Dataset entries
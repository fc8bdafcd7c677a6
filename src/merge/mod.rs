//! Idempotent bulk merge of a staging artifact into the article store.
//!
//! Each well-formed row is offered to [`ArticleStore::insert_if_absent`]:
//! unknown links are inserted, known links are left untouched
//! (first-seen-wins). Merging the same artifact twice therefore inserts
//! nothing on the second pass.

use std::path::Path;

use csv::ReaderBuilder;
use serde::Serialize;
use tracing::{debug, info, warn};

use crate::app::{MergeFailure, PipelineError};
use crate::domain::ArticleRecord;
use crate::staging;
use crate::store::ArticleStore;

/// Malformed rows logged individually before switching to debug level.
const LOGGED_MALFORMED_ROWS: u64 = 3;

#[derive(Debug, Clone, Copy, Default, PartialEq, Eq, Serialize)]
pub struct MergeReport {
    /// Data rows read (header excluded).
    pub processed: u64,
    /// Rows inserted as new articles.
    pub accepted: u64,
    /// Well-formed rows whose link was already stored.
    pub duplicates: u64,
    /// Malformed rows, never persisted.
    pub rejected: u64,
}

pub struct Merger<'a, S: ArticleStore + ?Sized> {
    store: &'a S,
}

impl<'a, S: ArticleStore + ?Sized> Merger<'a, S> {
    pub fn new(store: &'a S) -> Self {
        Self { store }
    }

    pub fn merge<P: AsRef<Path>>(&self, path: P) -> std::result::Result<MergeReport, MergeFailure> {
        let path = path.as_ref();
        let mut report = MergeReport::default();

        info!("Merging staged articles from {}", path.display());

        let mut reader = ReaderBuilder::new()
            .has_headers(true)
            .flexible(true)
            .from_path(path)
            .map_err(|e| MergeFailure {
                partial: report,
                cause: e.into(),
            })?;

        for (index, result) in reader.records().enumerate() {
            // Line 1 is the header
            let line = index as u64 + 2;

            let decoded = match result {
                Ok(row) => staging::from_row(&row).and_then(validate),
                Err(e) if matches!(e.kind(), csv::ErrorKind::Io(_)) => {
                    return Err(MergeFailure {
                        partial: report,
                        cause: e.into(),
                    });
                }
                Err(e) => Err(e.to_string()),
            };

            let record = match decoded {
                Ok(record) => record,
                Err(reason) => {
                    report.processed += 1;
                    report.rejected += 1;
                    let err = PipelineError::MalformedRow { line, reason };
                    if report.rejected <= LOGGED_MALFORMED_ROWS {
                        warn!("Skipping row: {}", err);
                    } else {
                        debug!("Skipping row: {}", err);
                    }
                    continue;
                }
            };

            match self.store.insert_if_absent(&record) {
                Ok(true) => {
                    report.accepted += 1;
                    debug!("Inserted {}", record.link);
                }
                Ok(false) => {
                    report.duplicates += 1;
                }
                Err(cause) => {
                    warn!(
                        "Store failure at line {} after {} rows: {}",
                        line, report.processed, cause
                    );
                    return Err(MergeFailure {
                        partial: report,
                        cause,
                    });
                }
            }
            report.processed += 1;
        }

        info!(
            "Merge complete: {} processed, {} inserted, {} already stored, {} rejected",
            report.processed, report.accepted, report.duplicates, report.rejected
        );

        Ok(report)
    }
}

fn validate(record: ArticleRecord) -> std::result::Result<ArticleRecord, String> {
    if record.headline.is_empty() {
        return Err("empty headline".into());
    }
    if record.link.is_empty() {
        return Err("empty link".into());
    }
    if !record.is_acceptable() {
        return Err(format!("link is not absolute: {}", record.link));
    }
    Ok(record)
}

Goal of the exercise » Copy out each record from above, exactly.

Task output »
repository fc8bdafcd7c677a6
filename src/merge/mod.rs
//! Idempotent bulk merge of a staging artifact into the article store.
//!
//! Each well-formed row is offered to [`ArticleStore::insert_if_absent`]:
//! unknown links are inserted, known links are left untouched
//! (first-seen-wins). Merging the same artifact twice therefore inserts
//! nothing on the second pass.

use std::path::Path;

use csv::ReaderBuilder;
use serde::Serialize;
use tracing::{debug, info, warn};

use crate::app::{MergeFailure, PipelineError};
use crate::domain::ArticleRecord;
use crate::staging;
use crate::store::ArticleStore;

/// Malformed rows logged individually before switching to debug level.
const LOGGED_MALFORMED_ROWS: u64 = 3;

#[derive(Debug, Clone, Copy, Default, PartialEq, Eq, Serialize)]
pub struct MergeReport {
    /// Data rows read (header excluded).
    pub processed: u64,
    /// Rows inserted as new articles.
    pub accepted: u64,
    /// Well-formed rows whose link was already stored.
    pub duplicates: u64,
    /// Malformed rows, never persisted.
    pub rejected: u64,
}

pub struct Merger<'a, S: ArticleStore + ?Sized> {
    store: &'a S,
}

impl<'a, S: ArticleStore + ?Sized> Merger<'a, S> {
    pub fn new(store: &'a S) -> Self {
        Self { store }
    }

    pub fn merge<P: AsRef<Path>>(&self, path: P) -> std::result::Result<MergeReport, MergeFailure> {
        let path = path.as_ref();
        let mut report = MergeReport::default();

        info!("Merging staged articles from {}", path.display());

        let mut reader = ReaderBuilder::new()
            .has_headers(true)
            .flexible(true)
            .from_path(path)
            .map_err(|e| MergeFailure {
                partial: report,
                cause: e.into(),
            })?;

        for (index, result) in reader.records().enumerate() {
            // Line 1 is the header
            let line = index as u64 + 2;

            let decoded = match result {
                Ok(row) => staging::from_row(&row).and_then(validate),
                Err(e) if matches!(e.kind(), csv::ErrorKind::Io(_)) => {
                    return Err(MergeFailure {
                        partial: report,
                        cause: e.into(),
                    });
                }
                Err(e) => Err(e.to_string()),
            };

            let record = match decoded {
                Ok(record) => record,
                Err(reason) => {
                    report.processed += 1;
                    report.rejected += 1;
                    let err = PipelineError::MalformedRow { line, reason };
                    if report.rejected <= LOGGED_MALFORMED_ROWS {
                        warn!("Skipping row: {}", err);
                    } else {
                        debug!("Skipping row: {}", err);
                    }
                    continue;
                }
            };

            match self.store.insert_if_absent(&record) {
                Ok(true) => {
                    report.accepted += 1;
                    debug!("Inserted {}", record.link);
                }
                Ok(false) => {
                    report.duplicates += 1;
                }
                Err(cause) => {
                    warn!(
                        "Store failure at line {} after {} rows: {}",
                        line, report.processed, cause
                    );
                    return Err(MergeFailure {
                        partial: report,
                        cause,
                    });
                }
            }
            report.processed += 1;
        }

        info!(
            "Merge complete: {} processed, {} inserted, {} already stored, {} rejected",
            report.processed, report.accepted, report.duplicates, report.rejected
        );

        Ok(report)
    }
}

fn validate(record: ArticleRecord) -> std::result::Result<ArticleRecord, String> {
    if record.headline.is_empty() {
        return Err("empty headline".into());
    }
    if record.link.is_empty() {
        return Err("empty link".into());
    }
    if !record.is_acceptable() {
        return Err(format!("link is not absolute: {}", record.link));
    }
    Ok(record)
}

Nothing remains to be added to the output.